But not now. Not after all this.

Now she's just amused she didn't see it sooner.

Now she's just relieved that war and loss and Earth haven't stolen all of her daughter's light, all of her daughter's love.

Someone throws back the heavy fabric that blocks the door, and Abby reaches for the heavy pair of sharp scissors on the bed as she throws a fur over her sleeping daughter's naked, vulnerable body.

But there is no threat.

There is just Lexa.

Tall and dark and eyes wild with what Abby now realizes is love. Fear and love.

She puts the scissors down and rises—it will take time to remember how to act in times of peace.

"Commander," she whispers, lifting a finger to her lips, "you have brought peace to the clans—congratulations."

But Lexa looks past her, toward Clarke's pale face on the bed behind them.

The muscles along Lexa's jaw clench, and her fingers tremble with the effort of staying still, of holding herself back from Clarke's side.

"She asked after you," the doctor says quietly, "I am glad to see that you are alive and well."

The Commander's eyes dart quickly from daughter to mother and back, the unspoken question deafening in its intensity.

"Asleep," Abby says, "a minor wound." She takes a step to the side, "Go to her and see for yourself. I will be back in moments with fresh water to clean your own, Heda."

It's the first time she's used the title.

The significance isn't lost on either of them.

But Lexa does as Abby suggests, and the last sight of them that the doctor has before she makes her way the weak sunlight of dawn, is of Lexa, woman become god, gently kissing her sleeping daughter's forehead.

It's an auspicious start for this new era of peace.


	2. Chapter 2

The first rays of the morning sun are just breaking over the mountain ridge at her back when Clarke slips into the Grounder camp and makes her way toward the Commander's tent.

She enters as quietly as she can, but still, she knows Lexa hears the rustle of heavy canvas and the soft pad of her boots on the packed dirt floor.

"It's almost morning," the dark-haired woman says from her throne as she carefully paints her face for war.

The light of candles spread around the room flicker and dance over Lexa's war-dress, her forbidding figure, and for a moment Clarke just stands there in the entryway, watching.

But then Lexa rises and turns, her face beautiful and terrifying, and Clarke feels her heart flutter in her chest.

"I didn't think you were going to come," Lexa says, and there's just a hint of something vulnerable in her voice, in her eyes.

She won't come to Clarke, the blonde knows that. Lexa won't take the six or seven steps between them, won't close the distance on her own.

She can't.

But that's okay.

Because Clarke can.

Because Clarke does.

"Abby caught me as I was sneaking out of my tent; it took me a while to escape," she says as she crosses the small room, coming to a stop in front of the taller, darker woman.

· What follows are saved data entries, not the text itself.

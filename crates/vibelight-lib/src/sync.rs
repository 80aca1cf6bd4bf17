//! The sync loop — now-playing polling, artwork-to-color, fades, heartbeats.

use std::sync::Arc;
use std::sync::atomic::{AtomicBool, Ordering};
use std::time::Duration;

use log::{debug, error, info};
use tokio::time::Instant;

use crate::artwork::ArtworkFetcher;
use crate::error::Result;
use crate::session::LinkSession;
use crate::spotify::NowPlayingSource;
use crate::{extract, fade};

/// How often the now-playing source is polled.
pub const POLL_INTERVAL: Duration = Duration::from_secs(2);

/// Maximum quiet time on the link before a keep-alive frame goes out.
pub const HEARTBEAT_INTERVAL: Duration = Duration::from_secs(2);

/// Pause after a failed iteration before polling again.
pub const ERROR_BACKOFF: Duration = Duration::from_secs(5);

/// Drives the light from the now-playing source until told to stop.
///
/// Track changes are detected by artwork URL, not track id: a re-released
/// single with identical artwork triggers no fade, which is the desired
/// behavior since the color would not change either.
pub struct SyncLoop {
    source: Arc<dyn NowPlayingSource>,
    fetcher: Arc<dyn ArtworkFetcher>,
    session: LinkSession,
    fade_duration: Duration,
    last_artwork_url: Option<String>,
    last_heartbeat: Instant,
}

impl SyncLoop {
    pub fn new(
        source: Arc<dyn NowPlayingSource>,
        fetcher: Arc<dyn ArtworkFetcher>,
        session: LinkSession,
        fade_duration: Duration,
    ) -> Self {
        Self {
            source,
            fetcher,
            session,
            fade_duration,
            last_artwork_url: None,
            last_heartbeat: Instant::now(),
        }
    }

    pub fn session(&self) -> &LinkSession {
        &self.session
    }

    pub fn last_artwork_url(&self) -> Option<&str> {
        self.last_artwork_url.as_deref()
    }

    /// One poll-and-react iteration, without the heartbeat or the sleep.
    ///
    /// Errors from the now-playing source or the artwork fetch propagate so
    /// [`run`](Self::run) can back off; a failed fetch leaves
    /// `last_artwork_url` untouched and is retried on the next iteration.
    pub async fn run_once(&mut self) -> Result<()> {
        let Some(track) = self.source.now_playing().await? else {
            debug!("nothing playing");
            return Ok(());
        };

        let Some(url) = track.artwork_url else {
            debug!("'{}' has no artwork, keeping current color", track.title);
            return Ok(());
        };

        if self.last_artwork_url.as_deref() == Some(url.as_str()) {
            return Ok(());
        }

        info!("new song: {} - {}", track.artist, track.title);
        let bytes = self.fetcher.fetch(&url).await?;
        let color = extract::color_from_bytes(&bytes);
        info!("dominant artwork color: {color}");
        fade::fade_to(&mut self.session, color, self.fade_duration).await;
        self.last_artwork_url = Some(url);
        Ok(())
    }

    /// Send a keep-alive if the interval has elapsed, resetting the timer
    /// regardless of whether the frame made it out.
    async fn maybe_heartbeat(&mut self) {
        if self.last_heartbeat.elapsed() > HEARTBEAT_INTERVAL {
            self.session.heartbeat().await;
            self.last_heartbeat = Instant::now();
        }
    }

    /// Poll until `running` is cleared, then disconnect in an orderly way.
    ///
    /// Every iteration failure is contained here: logged, followed by the
    /// error backoff instead of the regular poll delay. Only the shutdown
    /// flag ends the loop.
    pub async fn run(&mut self, running: Arc<AtomicBool>) {
        info!("sync loop started");
        while running.load(Ordering::SeqCst) {
            match self.run_once().await {
                Ok(()) => {
                    self.maybe_heartbeat().await;
                    tokio::time::sleep(POLL_INTERVAL).await;
                }
                Err(e) => {
                    error!("sync iteration failed: {e}");
                    tokio::time::sleep(ERROR_BACKOFF).await;
                }
            }
        }
        info!("sync loop stopping");
        self.session.disconnect().await;
    }
}

#[cfg(test)]
mod tests {
    use super::*;
    use crate::artwork::mock::MockArtworkFetcher;
    use crate::color::Rgb;
    use crate::protocol;
    use crate::session::SessionState;
    use crate::spotify::NowPlaying;
    use crate::spotify::mock::MockNowPlaying;
    use crate::transport::mock::MockTransport;
    use image::{ImageFormat, RgbImage};
    use std::io::Cursor;

    const FADE: Duration = Duration::from_secs(1);

    fn png_bytes(color: Rgb) -> Vec<u8> {
        let img = RgbImage::from_pixel(16, 16, image::Rgb([color.r, color.g, color.b]));
        let mut buf = Cursor::new(Vec::new());
        img.write_to(&mut buf, ImageFormat::Png).unwrap();
        buf.into_inner()
    }

    fn track(id: &str, artwork_url: Option<&str>) -> NowPlaying {
        NowPlaying {
            track_id: id.to_string(),
            title: format!("Song {id}"),
            artist: "Band".to_string(),
            artwork_url: artwork_url.map(str::to_string),
        }
    }

    struct Fixture {
        spotify: MockNowPlaying,
        fetcher: MockArtworkFetcher,
        transport: MockTransport,
        sync: SyncLoop,
    }

    fn fixture() -> Fixture {
        let spotify = MockNowPlaying::new();
        let fetcher = MockArtworkFetcher::new();
        let transport = MockTransport::new();
        let session = LinkSession::new(Arc::new(transport.clone()), "AA:BB:CC:DD:EE:FF");
        let sync = SyncLoop::new(
            Arc::new(spotify.clone()),
            Arc::new(fetcher.clone()),
            session,
            FADE,
        );
        Fixture {
            spotify,
            fetcher,
            transport,
            sync,
        }
    }

    #[tokio::test(start_paused = true)]
    async fn new_track_fades_to_artwork_color() {
        let mut fx = fixture();
        let red = Rgb::new(255, 0, 0);
        fx.spotify.set_playing(Some(track("t1", Some("https://img/red"))));
        fx.fetcher.set_response("https://img/red", png_bytes(red));

        fx.sync.run_once().await.unwrap();

        let writes = fx.transport.writes();
        assert_eq!(writes.len(), 8);
        assert_eq!(
            writes[7],
            protocol::encode_color(red).as_bytes().to_vec()
        );
        assert_eq!(fx.sync.last_artwork_url(), Some("https://img/red"));
    }

    #[tokio::test(start_paused = true)]
    async fn unchanged_artwork_does_not_refade() {
        let mut fx = fixture();
        fx.spotify.set_playing(Some(track("t1", Some("https://img/a"))));
        fx.fetcher.set_response("https://img/a", png_bytes(Rgb::new(0, 255, 0)));

        fx.sync.run_once().await.unwrap();
        fx.sync.run_once().await.unwrap();

        assert_eq!(fx.fetcher.fetches().len(), 1);
        assert_eq!(fx.transport.write_count(), 8);
    }

    #[tokio::test(start_paused = true)]
    async fn track_change_with_new_artwork_fades_again() {
        let mut fx = fixture();
        fx.spotify.set_playing(Some(track("t1", Some("https://img/a"))));
        fx.fetcher.set_response("https://img/a", png_bytes(Rgb::new(0, 255, 0)));
        fx.sync.run_once().await.unwrap();

        fx.spotify.set_playing(Some(track("t2", Some("https://img/b"))));
        fx.fetcher.set_response("https://img/b", png_bytes(Rgb::new(0, 0, 255)));
        fx.sync.run_once().await.unwrap();

        assert_eq!(fx.fetcher.fetches().len(), 2);
        assert_eq!(fx.transport.write_count(), 16);
        assert_eq!(fx.sync.last_artwork_url(), Some("https://img/b"));
    }

    #[tokio::test(start_paused = true)]
    async fn idle_player_writes_nothing() {
        let mut fx = fixture();

        fx.sync.run_once().await.unwrap();

        assert_eq!(fx.transport.write_count(), 0);
        assert_eq!(fx.spotify.poll_count(), 1);
    }

    #[tokio::test(start_paused = true)]
    async fn artwork_less_track_keeps_current_color() {
        let mut fx = fixture();
        fx.spotify.set_playing(Some(track("local", None)));

        fx.sync.run_once().await.unwrap();

        assert_eq!(fx.transport.write_count(), 0);
        assert_eq!(fx.sync.last_artwork_url(), None);
    }

    #[tokio::test(start_paused = true)]
    async fn poll_failure_propagates() {
        let mut fx = fixture();
        fx.spotify.set_fail(true);

        assert!(fx.sync.run_once().await.is_err());
        assert_eq!(fx.transport.write_count(), 0);
    }

    #[tokio::test(start_paused = true)]
    async fn failed_fetch_is_retried_next_iteration() {
        let mut fx = fixture();
        fx.spotify.set_playing(Some(track("t1", Some("https://img/slow"))));

        assert!(fx.sync.run_once().await.is_err());
        assert_eq!(fx.sync.last_artwork_url(), None, "failed fetch not recorded");

        fx.fetcher.set_response("https://img/slow", png_bytes(Rgb::new(9, 9, 9)));
        fx.sync.run_once().await.unwrap();

        assert_eq!(fx.fetcher.fetches().len(), 2);
        assert_eq!(fx.sync.last_artwork_url(), Some("https://img/slow"));
    }

    #[tokio::test(start_paused = true)]
    async fn undecodable_artwork_fades_to_white() {
        let mut fx = fixture();
        fx.spotify.set_playing(Some(track("t1", Some("https://img/bad"))));
        fx.fetcher.set_response("https://img/bad", vec![0xde, 0xad, 0xbe, 0xef]);

        fx.sync.run_once().await.unwrap();

        let writes = fx.transport.writes();
        assert_eq!(
            writes.last().unwrap(),
            &protocol::encode_color(Rgb::WHITE).as_bytes().to_vec()
        );
    }

    #[tokio::test(start_paused = true)]
    async fn run_heartbeats_while_idle_and_disconnects_on_shutdown() {
        let mut fx = fixture();
        let running = Arc::new(AtomicBool::new(true));
        let stopper = running.clone();
        tokio::spawn(async move {
            tokio::time::sleep(Duration::from_secs(9)).await;
            stopper.store(false, Ordering::SeqCst);
        });

        fx.sync.run(running).await;

        let heartbeat = protocol::encode_heartbeat().as_bytes().to_vec();
        let beats = fx
            .transport
            .writes()
            .iter()
            .filter(|w| **w == heartbeat)
            .count();
        assert!(beats >= 1, "idle loop keeps the link alive");
        assert!(fx.transport.connect_attempts() >= 1);
        assert_eq!(fx.sync.session().state(), SessionState::Disconnected);
    }
}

And then she smiles. Because even now, even in the last hours before they ride to war, there is this. This woman, with her hard eyes and her stern mouth. This woman who has led men and women to their deaths, who wields war like a promise and justice like a weapon.

This woman.

She's going to war today. She may die today.

But right now she's standing before Lexa and all she can do is smile. Because Lexa may be hard and Lexa may be unyielding but Clarke–and maybe only Clarke–knows that she's also soft and gentle and sweet and loving.

"I came as soon as I could," Clarke whispers, and brings a gloved hand up to the taller woman's neck, drawing Lexa down to ghost a kiss over her lips.

The battle lasts most of the day, and stretches into the warm summer night.

And then it's over.

Everything, the battle, the war. The weeks and months and, Earth, the years of losing are finally over.

The final strike takes place under the darkening sky, the stars just beginning to twinkle in the firmament above when Lexa takes the head of her people's enemy.

In his last moments he was proud, and he was brave. And Lexa respects him for that, for the way his eyes hold hers until the last possible moment.

And then there's silence. From her warriors. From her prisoners. The woods and the mountains, even the sky.

Time itself stands still for her, honoring this feat, this victory.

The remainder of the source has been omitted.